Re: hadoop dfs -ls and nutch generate/fetch commands

Posted by Dennis Kubes <ku...@apache.org>.

Chetan Patel wrote:
> Hi Doğacan Güney,
> 
> Thanks for giving solution.
> 
> Is it possible to recrawl without removing files?
> 

Yes and no.  If the segment is already fetched, there is no fetch-again 
or update mode.  You can copy segments to a new directory, rename the 
old directory, rename the new directory to the old name, do as Dogacan 
suggested and removed everything except crawl_generate in the copied 
directory, then fetch again.

Dennis

> Thank you again.
> 
> Regads,
> Chetan Patel
> 
> 
> Doğacan Güney-3 wrote:
>> Hi,
>>
>> On Mon, Sep 15, 2008 at 2:43 PM, Chetan Patel <ch...@webmail.aruhat.com>
>> wrote:
>>> Hi,
>>>
>>> I have tried to re crawl script which is available on
>>> http://wiki.apache.org/nutch/IntranetRecrawl.
>>>
>>> I have got following error.
>>>
>>> 2008-09-15 17:04:32,238 INFO  fetcher.Fetcher - Fetcher: starting
>>> 2008-09-15 17:04:32,254 INFO  fetcher.Fetcher - Fetcher: segment:
>>> google/segments/20080915170335
>>> 2008-09-15 17:04:32,972 FATAL fetcher.Fetcher - Fetcher:
>>> java.io.IOException: Segment already fetched!
>>>        at
>>> org.apache.nutch.fetcher.FetcherOutputFormat.checkOutputSpecs(FetcherOutputFormat.java:46)
>>>        at
>>> org.apache.hadoop.mapred.JobClient.submitJob(JobClient.java:329)
>>>        at org.apache.hadoop.mapred.JobClient.runJob(JobClient.java:543)
>>>        at org.apache.nutch.fetcher.Fetcher.fetch(Fetcher.java:470)
>>>        at org.apache.nutch.fetcher.Fetcher.run(Fetcher.java:505)
>>>        at org.apache.hadoop.util.ToolBase.doMain(ToolBase.java:189)
>>>        at org.apache.nutch.fetcher.Fetcher.main(Fetcher.java:477)
>>>
>>> 2008-09-15 17:04:35,144 INFO  crawl.CrawlDb - CrawlDb update: starting
>>>
>>> Plz. help me to solve this error.
>>>
>> Segment you are trying to crawl is already fetched.
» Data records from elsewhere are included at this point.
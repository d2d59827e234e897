//! REST executor posting to the backend's `/api/terminal/execute` route.

use super::{CommandExecutor, ExecuteRequest, ExecuteResult};
use crate::config::BackendConfig;
use crate::error::ExecuteError;
use async_trait::async_trait;
use serde::Deserialize;
use std::time::Duration;

const EXECUTE_PATH: &str = "/api/terminal/execute";
const REJECTED_FALLBACK: &str = "Command execution failed";

/// Executor that forwards commands to the ShellIDE backend over HTTP.
pub struct HttpExecutor {
    http: reqwest::Client,
    base_url: String,
    auth_token: String,
}

/// Error body shape used by the backend (`{"detail": "..."}`).
#[derive(Debug, Deserialize)]
struct ErrorBody {
    detail: Option<String>,
}

impl HttpExecutor {
    /// Build an executor from resolved backend settings.
    pub fn new(config: &BackendConfig) -> Self {
        let timeout = Duration::from_secs(config.timeout_secs.max(1));
        Self::with_timeout(&config.base_url, &config.auth_token, timeout)
    }

    pub fn with_timeout(base_url: &str, auth_token: &str, timeout: Duration) -> Self {
        Self {
            http: build_http_client(timeout),
            base_url: base_url.trim_end_matches('/').to_string(),
            auth_token: auth_token.trim().to_string(),
        }
    }

    fn endpoint(&self) -> String {
        format!("{}{EXECUTE_PATH}", self.base_url)
    }
}

/// Build an HTTP client with timeout applied.
fn build_http_client(timeout: Duration) -> reqwest::Client {
    // Fall back to reqwest defaults if builder creation fails for any reason.
    reqwest::Client::builder()
        .timeout(timeout)
        .build()
        .unwrap_or_else(|_| reqwest::Client::new())
}

#[async_trait]
impl CommandExecutor for HttpExecutor {
    async fn execute(&self, request: &ExecuteRequest) -> Result<ExecuteResult, ExecuteError> {
        let url = self.endpoint();
        tracing::debug!(%url, command = %request.command, "posting command");

        let mut req = self.http.post(&url).json(request);
        if !self.auth_token.is_empty() {
            req = req.header("Authorization", format!("Bearer {}", self.auth_token));
        }

        let response = req.send().await?;
        let status = response.status();
        if !status.is_success() {
            let body = response.text().await.unwrap_or_default();
            tracing::warn!(status = status.as_u16(), "backend rejected command");
            return Err(ExecuteError::Status {
                code: status.as_u16(),
                detail: error_detail(&body),
            });
        }

        let result = response.json::<ExecuteResult>().await?;
        if !result.success {
            let message = result.stderr.trim();
            return Err(ExecuteError::Rejected(if message.is_empty() {
                REJECTED_FALLBACK.to_string()
            } else {
                message.to_string()
            }));
        }
        Ok(result)
    }
}

/// Extract the `detail` message from an error body, falling back to raw text.
fn error_detail(body: &str) -> String {
    match serde_json::from_str::<ErrorBody>(body) {
        Ok(ErrorBody {
            detail: Some(detail),
        }) => detail,
        _ => body.trim().to_string(),
    }
}

#[cfg(test)]
mod tests {
    use super::*;
    use tokio::io::{AsyncReadExt, AsyncWriteExt};
    use tokio::net::TcpListener;

    /// Serve exactly one canned HTTP response and hand back the raw request.
    async fn serve_once(status_line: &str, body: &str) -> (String, tokio::task::JoinHandle<String>) {
        let listener = TcpListener::bind("127.0.0.1:0").await.unwrap();
        let addr = listener.local_addr().unwrap();
        let response = format!(
            "HTTP/1.1 {status_line}\r\ncontent-type: application/json\r\ncontent-length: {}\r\nconnection: close\r\n\r\n{body}",
            body.len()
        );
        let handle = tokio::spawn(async move {
            let (mut stream, _) = listener.accept().await.expect("accept");
            let mut raw = Vec::new();
            let mut buf = [0u8; 4096];
            loop {
                let n = stream.read(&mut buf).await.expect("read");
                if n == 0 {
                    break;
                }
                raw.extend_from_slice(&buf[..n]);
                if request_complete(&raw) {
                    break;
                }
            }
            stream.write_all(response.as_bytes()).await.expect("write");
            stream.shutdown().await.ok();
            String::from_utf8_lossy(&raw).to_string()
        });
        (format!("http://{addr}"), handle)
    }

    fn request_complete(raw: &[u8]) -> bool {
        let text = String::from_utf8_lossy(raw);
        let Some(split) = text.find("\r\n\r\n") else {
            return false;
        };
        let length = text[..split]
            .lines()
            .find_map(|line| {
                let (name, value) = line.split_once(':')?;
                name.eq_ignore_ascii_case("content-length")
                    .then(|| value.trim().parse::<usize>().ok())
                    .flatten()
            })
            .unwrap_or(0);
        raw.len() >= split + 4 + length
    }

    fn request(command: &str) -> ExecuteRequest {
        ExecuteRequest {
            command: command.to_string(),
            cwd: "/work".to_string(),
            project_id: Some("42".to_string()),
        }
    }

    #[tokio::test]
    async fn posts_command_with_bearer_token() {
        let (base, server) = serve_once(
            "200 OK",
            r#"{"stdout":"x\n","stderr":"","exit_code":0,"execution_time":7,"working_directory":"/work"}"#,
        )
        .await;
        let executor = HttpExecutor::with_timeout(&base, "tok-123", Duration::from_secs(5));

        let result = executor.execute(&request("ls")).await.expect("result");
        assert_eq!(result.stdout, "x\n");
        assert_eq!(result.exit_code, Some(0));
        assert_eq!(result.duration_ms, 7);

        let raw = server.await.unwrap();
        assert!(raw.starts_with("POST /api/terminal/execute"), "got: {raw}");
        assert!(raw.to_ascii_lowercase().contains("authorization: bearer tok-123"));
        assert!(raw.contains(r#""working_directory":"/work""#));
        assert!(raw.contains(r#""project_id":"42""#));
    }

    #[tokio::test]
    async fn error_status_surfaces_detail() {
        let (base, server) = serve_once(
            "400 Bad Request",
            r#"{"detail":"Command not allowed for security reasons"}"#,
        )
        .await;
        let executor = HttpExecutor::with_timeout(&base, "", Duration::from_secs(5));

        let err = executor.execute(&request("sudo ls")).await.expect_err("status");
        match err {
            ExecuteError::Status { code, detail } => {
                assert_eq!(code, 400);
                assert_eq!(detail, "Command not allowed for security reasons");
            }
            other => panic!("expected status error, got: {other}"),
        }

        let raw = server.await.unwrap();
        assert!(!raw.to_ascii_lowercase().contains("authorization:"));
    }

    #[tokio::test]
    async fn unsuccessful_payload_is_rejected() {
        let (base, _server) = serve_once("200 OK", r#"{"success":false,"error":"no project"}"#).await;
        let executor = HttpExecutor::with_timeout(&base, "", Duration::from_secs(5));

        let err = executor.execute(&request("ls")).await.expect_err("rejected");
        assert_eq!(err.to_string(), "no project");
    }

    #[tokio::test]
    async fn executor_respects_timeout() {
        let listener = TcpListener::bind("127.0.0.1:0").await.unwrap();
        let addr = listener.local_addr().unwrap();

        // Accept one connection and keep it open so the client must time out.
        let _accept = tokio::spawn(async move {
            let (_stream, _) = listener.accept().await.expect("accept");
            tokio::time::sleep(Duration::from_secs(5)).await;
        });

        let executor =
            HttpExecutor::with_timeout(&format!("http://{addr}"), "", Duration::from_millis(50));
        let err = executor.execute(&request("sleep 10")).await.expect_err("timeout");
        match err {
            ExecuteError::Http(inner) => assert!(inner.is_timeout(), "unexpected: {inner}"),
            other => panic!("expected timeout Http error, got: {other}"),
        }
    }

    #[test]
    fn error_detail_falls_back_to_raw_body() {
        assert_eq!(error_detail(r#"{"detail":"nope"}"#), "nope");
        assert_eq!(error_detail("  gateway down \n"), "gateway down");
        assert_eq!(error_detail(r#"{"other":1}"#), r#"{"other":1}"#);
    }

    #[test]
    fn endpoint_trims_trailing_slash() {
        let executor = HttpExecutor::with_timeout("http://host:8000/", "", Duration::from_secs(1));
        assert_eq!(executor.endpoint(), "http://host:8000/api/terminal/execute");
    }
}
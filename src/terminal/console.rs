//! crossterm-backed display surface for a real terminal.

use crate::terminal::display::{DisplaySurface, Tone};
use crate::terminal::settings;
use crossterm::cursor::MoveTo;
use crossterm::style::{Print, PrintStyledContent, Stylize};
use crossterm::terminal::{self, Clear, ClearType};
use crossterm::QueueableCommand;
use std::borrow::Cow;
use std::io::{self, Write};

const FALLBACK_SIZE: (u16, u16) = (100, 30);

/// Writes session output to a terminal, queueing crossterm commands until
/// [`DisplaySurface::flush`].
pub struct ConsoleSurface<W: Write> {
    out: W,
    color: bool,
    size: (u16, u16),
}

impl ConsoleSurface<io::Stdout> {
    /// Surface over the process stdout, sized from the live terminal.
    pub fn stdout(color: bool) -> Self {
        let size = terminal::size().unwrap_or(FALLBACK_SIZE);
        Self::new(io::stdout(), color, size)
    }
}

impl<W: Write> ConsoleSurface<W> {
    pub fn new(out: W, color: bool, size: (u16, u16)) -> Self {
        Self { out, color, size }
    }

    /// Last measured `(columns, rows)`.
    pub fn size(&self) -> (u16, u16) {
        self.size
    }

    pub fn into_inner(self) -> W {
        self.out
    }
}

impl<W: Write> DisplaySurface for ConsoleSurface<W> {
    fn write_styled(&mut self, text: &str, tone: Tone) -> io::Result<()> {
        // Raw mode disables output post-processing, so bare LF must carry CR.
        let text = normalize_newlines(text);
        match settings::tone_color(tone).filter(|_| self.color) {
            Some(color) if tone == Tone::Heading => {
                self.out
                    .queue(PrintStyledContent(text.as_ref().with(color).bold()))?;
            }
            Some(color) => {
                self.out
                    .queue(PrintStyledContent(text.as_ref().with(color)))?;
            }
            None => {
                self.out.queue(Print(text.as_ref()))?;
            }
        }
        Ok(())
    }

    fn clear(&mut self) -> io::Result<()> {
        self.out.queue(Clear(ClearType::All))?;
        self.out.queue(Clear(ClearType::Purge))?;
        self.out.queue(MoveTo(0, 0))?;
        Ok(())
    }

    fn fit(&mut self) -> io::Result<()> {
        let size = terminal::size()?;
        if size != self.size {
            tracing::trace!(columns = size.0, rows = size.1, "terminal resized");
        }
        self.size = size;
        Ok(())
    }

    fn flush(&mut self) -> io::Result<()> {
        self.out.flush()
    }
}

/// Convert lone `\n` into `\r\n`, leaving existing CRLF pairs alone.
fn normalize_newlines(text: &str) -> Cow<'_, str> {
    if !text.contains('\n') {
        return Cow::Borrowed(text);
    }
    let mut out = String::with_capacity(text.len() + 8);
    let mut previous = '\0';
    for ch in text.chars() {
        if ch == '\n' && previous != '\r' {
            out.push('\r');
        }
        out.push(ch);
        previous = ch;
    }
    Cow::Owned(out)
}
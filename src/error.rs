//! Unified error types for the terminal front end.

use std::fmt;

// ---------------------------------------------------------------------------
// ConfigError
// ---------------------------------------------------------------------------

/// Errors when loading or parsing configuration.
#[derive(Debug)]
pub enum ConfigError {
    Io(std::io::Error),
    Toml(toml::de::Error),
    Invalid(String),
}

impl fmt::Display for ConfigError {
    fn fmt(&self, f: &mut fmt::Formatter<'_>) -> fmt::Result {
        match self {
            Self::Io(e) => write!(f, "io: {e}"),
            Self::Toml(e) => write!(f, "toml: {e}"),
            Self::Invalid(msg) => write!(f, "invalid config: {msg}"),
        }
    }
}

impl std::error::Error for ConfigError {}

impl From<std::io::Error> for ConfigError {
    fn from(e: std::io::Error) -> Self {
        Self::Io(e)
    }
}

impl From<toml::de::Error> for ConfigError {
    fn from(e: toml::de::Error) -> Self {
        Self::Toml(e)
    }
}

// ---------------------------------------------------------------------------
// ExecuteError
// ---------------------------------------------------------------------------

/// Transport-level failures of a remote command execution.
///
/// A command that ran and exited non-zero is *not* an error; it comes back as
/// a normal result with its exit code.
#[derive(Debug)]
pub enum ExecuteError {
    /// Network / reqwest-level error, including response decoding.
    Http(reqwest::Error),
    /// Non-2xx status from the backend, with its `detail` message when present.
    Status { code: u16, detail: String },
    /// The backend answered but flagged the request itself as failed.
    Rejected(String),
}

impl ExecuteError {
    /// HTTP status code, when the backend produced one.
    pub fn status_code(&self) -> Option<u16> {
        match self {
            Self::Status { code, .. } => Some(*code),
            Self::Http(e) => e.status().map(|s| s.as_u16()),
            Self::Rejected(_) => None,
        }
    }
}

impl fmt::Display for ExecuteError {
    fn fmt(&self, f: &mut fmt::Formatter<'_>) -> fmt::Result {
        match self {
            Self::Http(e) if e.is_timeout() => write!(f, "request timed out"),
            Self::Http(e) => write!(f, "request failed: {e}"),
            Self::Status { code, detail } if detail.is_empty() => {
                write!(f, "command execution failed (status {code})")
            }
            Self::Status { code, detail } => write!(f, "{detail} (status {code})"),
            Self::Rejected(msg) => write!(f, "{msg}"),
        }
    }
}

impl std::error::Error for ExecuteError {}

impl From<reqwest::Error> for ExecuteError {
    fn from(e: reqwest::Error) -> Self {
        Self::Http(e)
    }
}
Try removing
>> everything but crawl_generate under that segment.
>>
>>> Thanks in advance
>>>
>>> Regards,
>>> Chetan Patel
>>>
>>>
>>>
>>
>>
>>
>> -- 
>> Doğacan Güney
>>
>>
> 

Re: hadoop dfs -ls and nutch generate/fetch commands

Posted by Chetan Patel <ch...@webmail.aruhat.com>.
Hi Doğacan Güney,

Thanks for giving solution.

Is it possible to recrawl without removing files?

Thank you again.

Regads,
Chetan Patel


Doğacan Güney-3 wrote:
> 
> Hi,
> 
> On Mon, Sep 15, 2008 at 2:43 PM, Chetan Patel <ch...@webmail.aruhat.com>
> wrote:
>>
>> Hi,
>>
>> I have tried to re crawl script which is available on
>> http://wiki.apache.org/nutch/IntranetRecrawl.
>>
>> I have got following error.
>>
>> 2008-09-15 17:04:32,238 INFO  fetcher.Fetcher - Fetcher: starting
>> 2008-09-15 17:04:32,254 INFO  fetcher.Fetcher - Fetcher: segment:
>> google/segments/20080915170335
>> 2008-09-15 17:04:32,972 FATAL fetcher.Fetcher - Fetcher:
>> java.io.IOException: Segment already fetched!
>>        at
>> org.apache.nutch.fetcher.FetcherOutputFormat.checkOutputSpecs(FetcherOutputFormat.java:46)
>>        at
>> org.apache.hadoop.mapred.JobClient.submitJob(JobClient.java:329)
>>        at org.apache.hadoop.mapred.JobClient.runJob(JobClient.java:543)
>>        at org.apache.nutch.fetcher.Fetcher.fetch(Fetcher.java:470)
>>        at org.apache.nutch.fetcher.Fetcher.run(Fetcher.java:505)
>>        at org.apache.hadoop.util.ToolBase.doMain(ToolBase.java:189)
>>        at org.apache.nutch.fetcher.Fetcher.main(Fetcher.java:477)
>>
>> 2008-09-15 17:04:35,144 INFO  crawl.CrawlDb - CrawlDb update: starting
>>
>> Plz. help me to solve this error.
>>
> 
> Segment you are trying to crawl is already fetched. Try removing
> everything but crawl_generate under that segment.
> 
>> Thanks in advance
>>
>> Regards,
>> Chetan Patel
>>
>>
>>
> 
> 
> 
> 
> -- 
> Doğacan Güney
> 
> 

-- 
View this message in context: http://www.nabble.com/hadoop-dfs--ls-and-nutch-generate-fetch-commands-tp16758617p19491939.html
Sent from the Nutch - User mailing list archive at Nabble.com.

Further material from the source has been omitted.